The 14-3-3 proteins form a highly conserved family of dimeric proteins that interact with various signal transduction proteins and regulate cell cycle, apoptosis, stress response, and malignant transformation. We previously demonstrated that the b isoform of 14-3-3 proteins promotes tumorigenicity and angiogenesis of rat hepatoma K2 cells. In this study, to analyze the mechanism of 14-3-3b-induced malignant transformation, yeast two-hybrid screening was performed, and a novel 14-3-3b-binding factor, FBI1 (fourteen-three-three beta interactant 1), was identified.

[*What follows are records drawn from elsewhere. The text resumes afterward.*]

//! Engine modules: the pure computation behind the calculator.
//!
//! The engine layer sits between configuration (the catalogs) and presentation.
//! It holds no state: every call takes a snapshot of its inputs.

pub mod tiers;
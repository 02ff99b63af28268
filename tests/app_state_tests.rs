//! Tests for Application State Management
//!
//! These tests verify:
//! - AppState default initialization
//! - AppMode switching and per-mode cursors
//! - Selection changes driven through the state and key handling

use crossterm::event::{KeyCode, KeyEvent, KeyEventKind, KeyModifiers};
use strum::IntoEnumIterator;
use tiercalc::app::{App, AppMode, AppState};
use tiercalc::Catalog;

fn press(code: KeyCode) -> KeyEvent {
    KeyEvent::new(code, KeyModifiers::NONE)
}

// =============================================================================
// AppState Default Tests
// =============================================================================

#[test]
fn test_app_state_default_mode_is_activities() {
    let state = AppState::default();
    assert_eq!(state.mode, AppMode::Activities);
}

#[test]
fn test_app_state_default_cursors_are_zero() {
    let state = AppState::default();
    assert_eq!(state.activity_cursor, 0);
    assert_eq!(state.tier_cursor, 0);
}

#[test]
fn test_app_state_default_help_not_visible() {
    let state = AppState::default();
    assert!(!state.help_visible);
}

#[test]
fn test_app_state_default_selection_is_empty() {
    let state = AppState::default();
    assert!(state.calculator.selection().is_empty());
    assert_eq!(state.calculator.summary().total, 0);
}

// =============================================================================
// AppMode Tests
// =============================================================================

#[test]
fn test_app_mode_display_names() {
    let names: Vec<String> = AppMode::iter().map(|m| m.to_string()).collect();
    assert_eq!(names, vec!["Activities", "Unlock Tiers"]);
}

#[test]
fn test_app_mode_other_round_trips() {
    for mode in AppMode::iter() {
        assert_ne!(mode.other(), mode);
        assert_eq!(mode.other().other(), mode);
    }
}

// =============================================================================
// State Transitions
// =============================================================================

#[test]
fn test_toggle_current_updates_total_and_status() {
    let mut state = AppState::default();
    state.move_down(); // coparenting
    state.toggle_current();

    assert_eq!(state.calculator.summary().total, 15);
    assert!(state.status_message.starts_with("Added Co-parenting exercise"));

    state.toggle_current();
    assert_eq!(state.calculator.summary().total, 0);
    assert!(state.status_message.starts_with("Removed"));
}

#[test]
fn test_load_example_then_reset() {
    let mut state = AppState::default();
    state.load_example();
    assert_eq!(state.calculator.summary().total, 40);
    assert_eq!(state.status_message, "Example loaded: 40 credits");

    state.reset();
    assert_eq!(state.calculator.summary().total, 0);
    assert_eq!(state.status_message, "Selection cleared");
}

#[test]
fn test_load_example_without_preset_reports_error() {
    let mut catalog = Catalog::default();
    catalog.presets.clear();
    let mut state = AppState::new(catalog);
    state.load_example();
    assert!(state.status_message.contains("Unknown preset"));
    assert!(state.calculator.selection().is_empty());
}

#[test]
fn test_toggle_on_empty_catalog_is_noop() {
    let mut catalog = Catalog::default();
    catalog.activities.clear();
    let mut state = AppState::new(catalog);
    state.toggle_current();
    assert!(state.calculator.selection().is_empty());
    assert_eq!(state.row_count(), 0);
}

// =============================================================================
// Key Handling
// =============================================================================

#[test]
fn test_space_toggles_activity_under_cursor() {
    let mut app = App::new(Catalog::default());
    assert!(!app.handle_key_event(press(KeyCode::Char(' '))));
    assert!(app.state().calculator.is_selected("guided_prompts"));
    assert_eq!(app.state().calculator.summary().total, 10);
}

#[test]
fn test_space_ignored_in_tier_panel() {
    let mut app = App::new(Catalog::default());
    app.handle_key_event(press(KeyCode::Tab));
    assert_eq!(app.state().mode, AppMode::Tiers);
    app.handle_key_event(press(KeyCode::Char(' ')));
    assert!(app.state().calculator.selection().is_empty());
}

#[test]
fn test_quit_keys() {
    let mut app = App::new(Catalog::default());
    assert!(app.handle_key_event(press(KeyCode::Char('q'))));
    assert!(app.handle_key_event(KeyEvent::new(KeyCode::Char('c'), KeyModifiers::CONTROL)));
}

#[test]
fn test_help_overlay_swallows_actions() {
    let mut app = App::new(Catalog::default());
    app.handle_key_event(press(KeyCode::Char('?')));
    assert!(app.state().help_visible);

    // Example key does nothing while help is open
    app.handle_key_event(press(KeyCode::Char('e')));
    assert_eq!(app.state().calculator.summary().total, 0);

    // Quit closes help instead of exiting
    assert!(!app.handle_key_event(press(KeyCode::Char('q'))));
    assert!(!app.state().help_visible);
}

#[test]
fn test_release_events_ignored() {
    let mut app = App::new(Catalog::default());
    let mut event = press(KeyCode::Char('e'));
    event.kind = KeyEventKind::Release;
    assert!(!app.handle_key_event(event));
    assert_eq!(app.state().calculator.summary().total, 0);
}

#[test]
fn test_example_then_reset_keys() {
    let mut app = App::new(Catalog::default());
    app.handle_key_event(press(KeyCode::Char('e')));
    let summary = app.state().calculator.summary();
    assert_eq!(summary.total, 40);
    assert_eq!(summary.unlocked.len(), 2);

    app.handle_key_event(press(KeyCode::Char('r')));
    assert_eq!(app.state().calculator.summary().total, 0);
}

In vitro binding and co-immunoprecipitation analyses verified specific interaction of 14-3-3b with FBI1. The strong expression of FBI1 was observed in several tumor cell lines but not in non-tumor cell lines. Forced expression of antisense FBI1 in K2 cells inhibited anchorage-independent growth but had no significant effect on cell proliferation in monolayer culture. Down-regulation of FBI1 also inhibited tumorigenicity and metastasis accompanying a decrease in MMP-9 (matrix metalloproteinase-9) expression. In addition, the duration of ERK1/2 activation was curtailed in antisense FBI1-expressing K2 cells. A luciferase reporter assay revealed that the FBI1-14-3-3b complex could act as a transcriptional silencer, and MKP-1 (MAPK phosphatase-1) was one of the target genes of the FBI1-14-3-3b complex. Moreover, chromatin immunoprecipitation analysis demonstrated that FBI1 and 14-3-3b were presented on the MKP-1 promoter. These results indicate that FBI1 promotes sustained ERK1/2 activation through repression of MKP-1 transcription, resulting in promotion of tumorigenicity and metastasis.